Evenings away are one of the more popular ways students can first become acquainted with the Mountain. Professors can choose to have their classes come to the Mountain any time throughout a semester, Gionet said. “The professor will have a theme planned or will help plan the theme with a MCL member,” she said. “Then they use that theme throughout the night in the chapel along with activities they may choose to do.”
Open evenings and overnights are when there really isn’t a specific theme planned, but just an opportunity for students of all backgrounds and majors to come and have some time away. Students and faculty can bring work to do or they don’t have to bring anything. All the friars ask is that students come with an open mind.
“You get to know people on a deeper level, you get to share in experiences that you never would usually get into,” Gionet said. “It’s one of those places to really get that community experience you’re always hearing about.”
On theme nights, the Mountain has something special. For women’s overnights, women can enjoy desserts and chocolates while bonding together on the exclusive night away. Men enjoy bonfires and bonding during their weekend. And for those who like contemplation, the Franciscan Identity or silent overnights are perfect.
If students stay overnight, they can stay in one of the cabins or in the House of Peace where the friars of the Mountain live.
“You don’t need to be religious to go up there … just need to go up there and be,” Br. Kevin said.
When students come up to the Mountain the friars do ask if the students could help with some service tasks.
The activities can depend on the season. Sometimes students may be asked to tend to the garden, pick up some lumber for the fire, chop wood or clean up the trails. Most of the time, the friars will ask students to help prepare the meal for everyone to enjoy.
Gionet commented on how the Mountain has affected her life.
“It’s good for me to just go and reorganize my thoughts and reevaluate my life path and figure out what’s truly important,” she said. “I get an appreciation for life and for the simple things. Being able to go somewhere, shut my cell phone off and not answer emails, go to a meeting or do homework, I can just really take some time to breathe.”

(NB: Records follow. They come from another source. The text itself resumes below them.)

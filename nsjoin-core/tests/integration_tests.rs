use nsjoin_core::{Container, Error, ProcessId};

#[test]
fn test_descriptor_json_roundtrip() {
    let container = Container::new()
        .with_namespace("mount", true)
        .with_namespace("network", false)
        .with_env("HOME", "/root");

    let json = serde_json::to_string(&container).unwrap();
    let parsed = Container::from_json(&json).unwrap();

    assert!(parsed.namespace_enabled("mount"));
    assert!(!parsed.namespace_enabled("network"));
    assert_eq!(parsed.env.get("HOME").map(String::as_str), Some("/root"));
}

#[test]
fn test_descriptor_keys_are_deduplicated() {
    // Map semantics: a duplicate key keeps the last value, never two entries
    let container = Container::new()
        .with_namespace("uts", false)
        .with_namespace("uts", true);

    assert_eq!(container.namespaces.len(), 1);
    assert!(container.namespace_enabled("uts"));
}

#[test]
fn test_error_category_exit_codes_are_stable() {
    // A forked helper reports its failure category through these codes;
    // changing them changes the observable contract.
    assert_eq!(
        Error::InvalidConfig {
            message: String::new()
        }
        .exit_code(),
        2
    );
    assert_eq!(
        Error::Mount {
            message: String::new()
        }
        .exit_code(),
        6
    );
    assert_eq!(
        Error::Exec {
            message: String::new()
        }
        .exit_code(),
        7
    );
}

#[test]
fn test_process_id_display_matches_raw() {
    let pid = ProcessId::from_raw(1234);
    assert_eq!(format!("{pid}"), "1234");
}
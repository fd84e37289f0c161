use nix::sched::CloneFlags;
use nsjoin_core::ProcessId;
use nsjoin_namespace::kind::clone_flag_for;
use nsjoin_namespace::{NamespaceInfo, NamespaceKind};

#[test]
fn test_all_kinds_have_table_entries() {
    for kind in NamespaceKind::ALL {
        assert_eq!(clone_flag_for(kind.name()), Some(kind.clone_flag()));
    }
}

#[test]
fn test_unknown_kind_has_no_entry() {
    assert_eq!(clone_flag_for("cpuset"), None);
}

#[test]
fn test_pid_kind_resolves_to_newpid() {
    assert_eq!(
        NamespaceKind::Pid.clone_flag(),
        CloneFlags::CLONE_NEWPID
    );
}

#[test]
fn test_info_for_current_process() {
    let info = NamespaceInfo::for_pid(ProcessId::current()).unwrap();
    assert!(info.pid.is_some());
    assert!(info.pid.as_deref().unwrap().starts_with("pid:["));
}

#[test]
fn test_info_matches_init_or_not() {
    // Reading init's namespaces may be denied, but our own must agree with
    // themselves either way.
    let mine = NamespaceInfo::current().unwrap();
    let again = NamespaceInfo::current().unwrap();
    assert!(mine.shares_namespaces_with(&again));
}
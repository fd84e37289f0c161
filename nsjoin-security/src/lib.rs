//! Security-label primitives for process context transitions
//!
//! Reads the LSM label attached to a target process and applies it to the
//! current process, so a command exec'd into a container runs under the
//! container's security context rather than the caller's.
//!
//! Labels travel through procfs: `/proc/<pid>/attr/current` to read,
//! `/proc/self/attr/current` to write.

#![warn(missing_docs, clippy::all, clippy::pedantic, clippy::nursery)]
#![allow(clippy::module_name_repetitions, clippy::missing_errors_doc)]

use nsjoin_core::{Error, ProcessId, Result};
use std::fmt;

/// An opaque security-context token (e.g. an SELinux context string).
///
/// Read once from the target pid and applied once to the acting process;
/// never cached beyond a single pipeline run.
#[derive(Debug, Clone, PartialEq, Eq)]
pub struct SecurityLabel(String);

impl SecurityLabel {
    /// Wrap a raw label string
    #[must_use]
    pub fn new(label: impl Into<String>) -> Self {
        Self(label.into())
    }

    /// The label as a string slice
    #[must_use]
    pub fn as_str(&self) -> &str {
        &self.0
    }

    /// Whether this label represents an unconfined process.
    ///
    /// On hosts without an enforcing LSM the kernel reports `unconfined`
    /// (or nothing at all); applying such a label is a no-op.
    #[must_use]
    pub fn is_unconfined(&self) -> bool {
        self.0.is_empty() || self.0 == "unconfined" || self.0.starts_with("unconfined ")
    }
}

impl fmt::Display for SecurityLabel {
    fn fmt(&self, f: &mut fmt::Formatter<'_>) -> fmt::Result {
        write!(f, "{}", self.0)
    }
}

/// Strip the trailing NUL and whitespace the kernel appends to attr values.
fn parse_label(raw: &[u8]) -> SecurityLabel {
    let text = String::from_utf8_lossy(raw);
    SecurityLabel::new(text.trim_end_matches(['\0', '\n', ' ']))
}

/// Read the security label currently attached to a process.
///
/// Pure read; no side effect. Fails if the process has exited or exposes no
/// label attribute.
pub fn label_for_pid(pid: ProcessId) -> Result<SecurityLabel> {
    let path = format!("/proc/{pid}/attr/current");

    let raw = std::fs::read(&path).map_err(|e| Error::Label {
        message: format!("Cannot read label of pid {pid}: {e}"),
    })?;

    let label = parse_label(&raw);
    tracing::debug!(%pid, label = %label, "Resolved process label");

    Ok(label)
}

/// Apply a security label to the current process.
///
/// Unconfined labels are skipped: there is no policy to transition under,
/// and the write would be rejected by the kernel.
pub fn set_process_label(label: &SecurityLabel) -> Result<()> {
    if label.is_unconfined() {
        tracing::debug!("Label is unconfined, skipping transition");
        return Ok(());
    }

    tracing::debug!(label = %label, "Setting process label");

    std::fs::write("/proc/self/attr/current", label.as_str()).map_err(|e| Error::Label {
        message: format!("Label transition to '{label}' rejected: {e}"),
    })
}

Everyone is welcome to enjoy the experience only Mt. Irenaeus can offer.
“Parents are very, very welcome to come up to the Mountain at any time,” Br. Kevin said.
If students are interested in attending an evening away or an overnight, they can sign up in the Thomas Merton Center and the University Ministry staff takes care of transportation.
“I think that before you graduate it’s important to experience the Mountain,” Gionet said. “We have seniors who visit the Mountain during their last fall or spring semester and regret not being up there sooner.”